You can find out more about surveying lichens to assess air pollution as part of an earlier Open Air Laboratories (OPAL) citizen science project that mapped lichens in the UK.

Antibiotics, perfumes and incense

Humans have many uses for lichens, including as a source of potential antibiotic, anti-fungal and anti-cancer drugs. Lichens also can be used in perfumes and incense and as a clothes dye. 

Lichens are also important for other plants and animals. Their ability to grow in some barren places, like on the surface of a rock, allows for other things to grow in the organic material that lichens leave behind when they break down. 

They are also food for many animals, including reindeer, squirrels, snails and insects. 

A tea plantation in Sri Lanka

Can studying lichens tell us how fertilizers used on tea plantations are affecting surrounding ecosystems? © Adbar via Wikimedia Commons (CC BY-SA 3.0)

Our work: can lichens tell us if growing tea is changing cloud forests?

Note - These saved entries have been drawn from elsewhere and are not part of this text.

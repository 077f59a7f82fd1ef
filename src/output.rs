//! CLI output formatting for every command.
//!
//! # Output Format
//!
//! ## Pages
//!
//! ```text
//! Pages
//! 001 A3 (grid)
//!     297 x 420 mm
//!     3508 x 4961 px, 841.9 x 1190.6 pt
//! 002 A4 (grid)
//!     ...
//!
//! Photo sizes
//!     passport      Passport (35 x 45 mm)
//! ```
//!
//! ## Layout
//!
//! ```text
//! A4 (grid)
//!     Photo: 35 x 45 mm
//!     5 x 5 = 25 photos
//!     Padding: 74.4 px, spacing: 33.1 px
//!     001 (140.6, 359.1) 413.4 x 531.5 px
//!     ...
//! ```
//!
//! ## Fit
//!
//! ```text
//! Fit for 35 x 45 mm
//! 001 A3: 7 x 8 = 56 photos
//! 002 A4: 5 x 5 = 25 photos
//! ...
//! ```
//!
//! # Architecture
//!
//! Each command has a `format_*` function (returns `Vec<String>`) for
//! testability and a `print_*` wrapper that writes to stdout. Format
//! functions are pure: no I/O, no side effects.

use crate::arrangement::{Arrangement, PackingStrategy, classify_page};
use crate::export::{DocumentRect, document_rects};
use crate::pages::{PHOTO_PRESETS, PageRegistry, PageSizeDescriptor, PhysicalSize};
use crate::preview::{NormalizedRect, normalized_rects};
use crate::units::Resolution;
use serde::Serialize;

/// Shown wherever an arrangement holds no photos.
pub const DOES_NOT_FIT: &str = "photo does not fit on page at this size";

// ============================================================================
// Shared display helpers
// ============================================================================

/// Format a 1-based positional index as 3-digit zero-padded.
fn format_index(pos: usize) -> String {
    format!("{:0>3}", pos)
}

/// Return indentation string: 4 spaces per depth level.
fn indent(depth: usize) -> String {
    "    ".repeat(depth)
}

fn strategy_label(strategy: PackingStrategy) -> &'static str {
    match strategy {
        PackingStrategy::PhotoPrint => "photo print",
        PackingStrategy::Grid => "grid",
    }
}

/// `5 x 5 = 25 photos`, or the does-not-fit message.
fn count_summary(arrangement: &Arrangement) -> String {
    if arrangement.is_empty() {
        return DOES_NOT_FIT.to_string();
    }
    let n = arrangement.photos_per_page();
    format!(
        "{} x {} = {} {}",
        arrangement.photos_per_row,
        arrangement.photos_per_col,
        n,
        if n == 1 { "photo" } else { "photos" }
    )
}

// ============================================================================
// pages
// ============================================================================

/// List every page preset with its sizes in all three units, then the
/// photo size presets.
pub fn format_pages(registry: &PageRegistry, res: &Resolution) -> Vec<String> {
    let mut lines = vec!["Pages".to_string()];

    for (i, (preset, desc)) in registry.all(res).iter().enumerate() {
        lines.push(format!(
            "{} {} ({})",
            format_index(i + 1),
            desc.name,
            strategy_label(classify_page(desc, res))
        ));
        lines.push(format!("{}{}", indent(1), registry.physical(*preset)));
        lines.push(format!(
            "{}{:.0} x {:.0} px, {:.1} x {:.1} pt",
            indent(1),
            desc.pixel_size.width.get(),
            desc.pixel_size.height.get(),
            desc.point_size.width.get(),
            desc.point_size.height.get()
        ));
    }

    lines.push(String::new());
    lines.push("Photo sizes".to_string());
    for preset in PHOTO_PRESETS {
        lines.push(format!("{}{:<13} {}", indent(1), preset.name, preset.description));
    }

    lines
}

/// Print page presets to stdout.
pub fn print_pages(registry: &PageRegistry, res: &Resolution) {
    for line in format_pages(registry, res) {
        println!("{}", line);
    }
}

// ============================================================================
// layout
// ============================================================================

/// Describe one arrangement: header, counts, gaps, then one line per cell.
pub fn format_layout(
    page: &PageSizeDescriptor,
    photo: PhysicalSize,
    arrangement: &Arrangement,
) -> Vec<String> {
    let mut lines = vec![
        format!("{} ({})", page.name, strategy_label(arrangement.strategy)),
        format!("{}Photo: {}", indent(1), photo),
        format!("{}{}", indent(1), count_summary(arrangement)),
    ];

    if arrangement.is_empty() {
        return lines;
    }

    lines.push(format!(
        "{}Padding: {:.1} px, spacing: {:.1} px",
        indent(1),
        arrangement.padding.get(),
        arrangement.spacing.get()
    ));
    for (i, cell) in arrangement.cells.iter().enumerate() {
        lines.push(format!(
            "{}{} ({:.1}, {:.1}) {:.1} x {:.1} px",
            indent(1),
            format_index(i + 1),
            cell.x.get(),
            cell.y.get(),
            cell.width.get(),
            cell.height.get()
        ));
    }

    lines
}

/// Print a single arrangement to stdout.
pub fn print_layout(page: &PageSizeDescriptor, photo: PhysicalSize, arrangement: &Arrangement) {
    for line in format_layout(page, photo, arrangement) {
        println!("{}", line);
    }
}

/// Machine-readable layout: the arrangement plus both projections.
///
/// Serialised by `layout --json`.
#[derive(Debug, Serialize)]
pub struct LayoutReport<'a> {
    pub page: &'a PageSizeDescriptor,
    pub photo: PhysicalSize,
    pub arrangement: &'a Arrangement,
    pub document_rects: Vec<DocumentRect>,
    pub normalized_rects: Vec<NormalizedRect>,
}

impl<'a> LayoutReport<'a> {
    pub fn new(page: &'a PageSizeDescriptor, photo: PhysicalSize, arrangement: &'a Arrangement) -> Self {
        Self {
            page,
            photo,
            arrangement,
            document_rects: document_rects(arrangement, page),
            normalized_rects: normalized_rects(arrangement, page),
        }
    }
}

// ============================================================================
// fit
// ============================================================================

/// One line per page showing how many copies of `photo` it holds.
pub fn format_fit(photo: PhysicalSize, results: &[(PageSizeDescriptor, Arrangement)]) -> Vec<String> {
    let mut lines = vec![format!("Fit for {}", photo)];
    for (i, (page, arrangement)) in results.iter().enumerate() {
        lines.push(format!(
            "{} {}: {}",
            format_index(i + 1),
            page.name,
            count_summary(arrangement)
        ));
    }
    lines
}

/// Print page comparison to stdout.
pub fn print_fit(photo: PhysicalSize, results: &[(PageSizeDescriptor, Arrangement)]) {
    for line in format_fit(photo, results) {
        println!("{}", line);
    }
}

#[cfg(test)]
mod tests {
    use super::*;
    use crate::arrangement::{compare_pages, compute_arrangement};
    use crate::pages::PagePreset;
    use crate::test_helpers::*;

    #[test]
    fn format_index_pads_to_three() {
        assert_eq!(format_index(1), "001");
        assert_eq!(format_index(42), "042");
        assert_eq!(format_index(100), "100");
    }

    #[test]
    fn indent_levels() {
        assert_eq!(indent(0), "");
        assert_eq!(indent(2), "        ");
    }

    // =========================================================================
    // pages
    // =========================================================================

    #[test]
    fn pages_lists_every_preset_in_order() {
        let lines = format_pages(&PageRegistry::default(), &Resolution::default());
        assert_eq!(lines[0], "Pages");
        assert_eq!(lines[1], "001 A3 (grid)");
        assert_eq!(lines[2], "    297 x 420 mm");
        assert!(lines.contains(&"002 A4 (grid)".to_string()));
        assert!(lines.contains(&"    2480 x 3508 px, 595.3 x 841.9 pt".to_string()));
        assert!(lines.contains(&"005 4x6 (photo print)".to_string()));
        let headers = lines.iter().filter(|l| l.starts_with('0')).count();
        assert_eq!(headers, PagePreset::ALL.len());
    }

    #[test]
    fn pages_shows_custom_size_from_registry() {
        let registry = PageRegistry::new(PhysicalSize::new(89.0, 127.0));
        let lines = format_pages(&registry, &Resolution::default());
        let custom = lines.iter().position(|l| l == "007 Custom (grid)").unwrap();
        assert_eq!(lines[custom + 1], "    89 x 127 mm");
    }

    #[test]
    fn pages_lists_photo_presets() {
        let lines = format_pages(&PageRegistry::default(), &Resolution::default());
        let start = lines.iter().position(|l| l == "Photo sizes").unwrap();
        assert_eq!(lines.len() - start - 1, PHOTO_PRESETS.len());
        assert!(lines[start + 1].trim_start().starts_with("passport"));
    }

    // =========================================================================
    // layout
    // =========================================================================

    #[test]
    fn layout_lists_every_cell() {
        let page = a4();
        let arr = compute_arrangement(&page, passport(), &Resolution::default());
        let lines = format_layout(&page, passport(), &arr);

        assert_eq!(lines[0], "A4 (grid)");
        assert_eq!(lines[1], "    Photo: 35 x 45 mm");
        assert_eq!(lines[2], "    5 x 5 = 25 photos");
        assert!(lines[3].starts_with("    Padding: "));
        assert_eq!(lines.len(), 4 + 25);
        assert!(lines[4].starts_with("    001 ("));
        assert!(lines[28].starts_with("    025 ("));
    }

    #[test]
    fn layout_of_empty_arrangement_says_so() {
        let page = a4();
        let huge = PhysicalSize::new(500.0, 500.0);
        let arr = compute_arrangement(&page, huge, &Resolution::default());
        let lines = format_layout(&page, huge, &arr);

        assert_eq!(lines.len(), 3);
        assert_eq!(lines[2], format!("    {DOES_NOT_FIT}"));
    }

    #[test]
    fn single_photo_is_singular() {
        let res = Resolution::default();
        let tight = PageSizeDescriptor::from_physical("Custom", PhysicalSize::new(45.0, 57.0), &res);
        let arr = compute_arrangement(&tight, passport(), &res);
        assert_eq!(count_summary(&arr), "1 x 1 = 1 photo");
    }

    #[test]
    fn layout_report_serializes_all_projections() {
        let page = a4();
        let arr = compute_arrangement(&page, passport(), &Resolution::default());
        let json = serde_json::to_value(LayoutReport::new(&page, passport(), &arr)).unwrap();

        assert_eq!(json["page"]["name"], "A4");
        assert_eq!(json["photo"]["width"], 35.0);
        assert_eq!(json["arrangement"]["strategy"], "grid");
        assert_eq!(json["arrangement"]["cells"].as_array().unwrap().len(), 25);
        assert_eq!(json["document_rects"].as_array().unwrap().len(), 25);
        assert_eq!(json["normalized_rects"].as_array().unwrap().len(), 25);
        let left = json["normalized_rects"][0]["left"].as_f64().unwrap();
        assert!(left > 0.0 && left < 1.0);
    }

    // =========================================================================
    // fit
    // =========================================================================

    #[test]
    fn fit_has_one_line_per_page() {
        let res = Resolution::default();
        let results = compare_pages(&PageRegistry::default(), passport(), &res);
        let lines = format_fit(passport(), &results);

        assert_eq!(lines[0], "Fit for 35 x 45 mm");
        assert_eq!(lines.len(), 1 + PagePreset::ALL.len());
        assert_eq!(lines[2], "002 A4: 5 x 5 = 25 photos");
    }

    #[test]
    fn fit_reports_pages_that_hold_nothing() {
        let res = Resolution::default();
        let photo = PhysicalSize::new(200.0, 250.0);
        let results = compare_pages(&PageRegistry::default(), photo, &res);
        let lines = format_fit(photo, &results);

        assert_eq!(lines[1], "001 A3: 1 x 1 = 1 photo");
        assert_eq!(lines[3], format!("003 A5: {DOES_NOT_FIT}"));
    }
}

Researchers at the Museum are part of a global team investigating nitrogen pollution from tea estates in Sri Lanka and in the forests of the Himalayas.

Tea growers in Sri Lanka use fertilizers that contain nitrogen in the form of ammonia. This ammonia does not stay on the tea farm, and some of it inevitably flows into the surrounding ecosystems. 

The nitrogen is carried into the atmosphere through winds and sits in the clouds, ready to rain on the nearby mountains and cloud forests. 

Gothamie is part of a team setting up permanent plots in Sri Lanka to monitor the effects of nitrogen air pollution. They are using lichens as indicators. 

These plots sit high up in the mountain cloud forests, and the researchers are recording how the lichen community in these plots change over time. 

To set up the experiment, they consider the local climate and known atmospheric nitrogen levels. They then release nitrogen in a controlled way onto the plots to test the effects of different nitrogen concentrations.

Gothamie says, 'Every year the amount of nitrogen increases in the atmosphere, from the increase of fertilisers being used.' 

This research will help them understand how increases in fertiliser use on tea farms will change the ecology of southern Asia.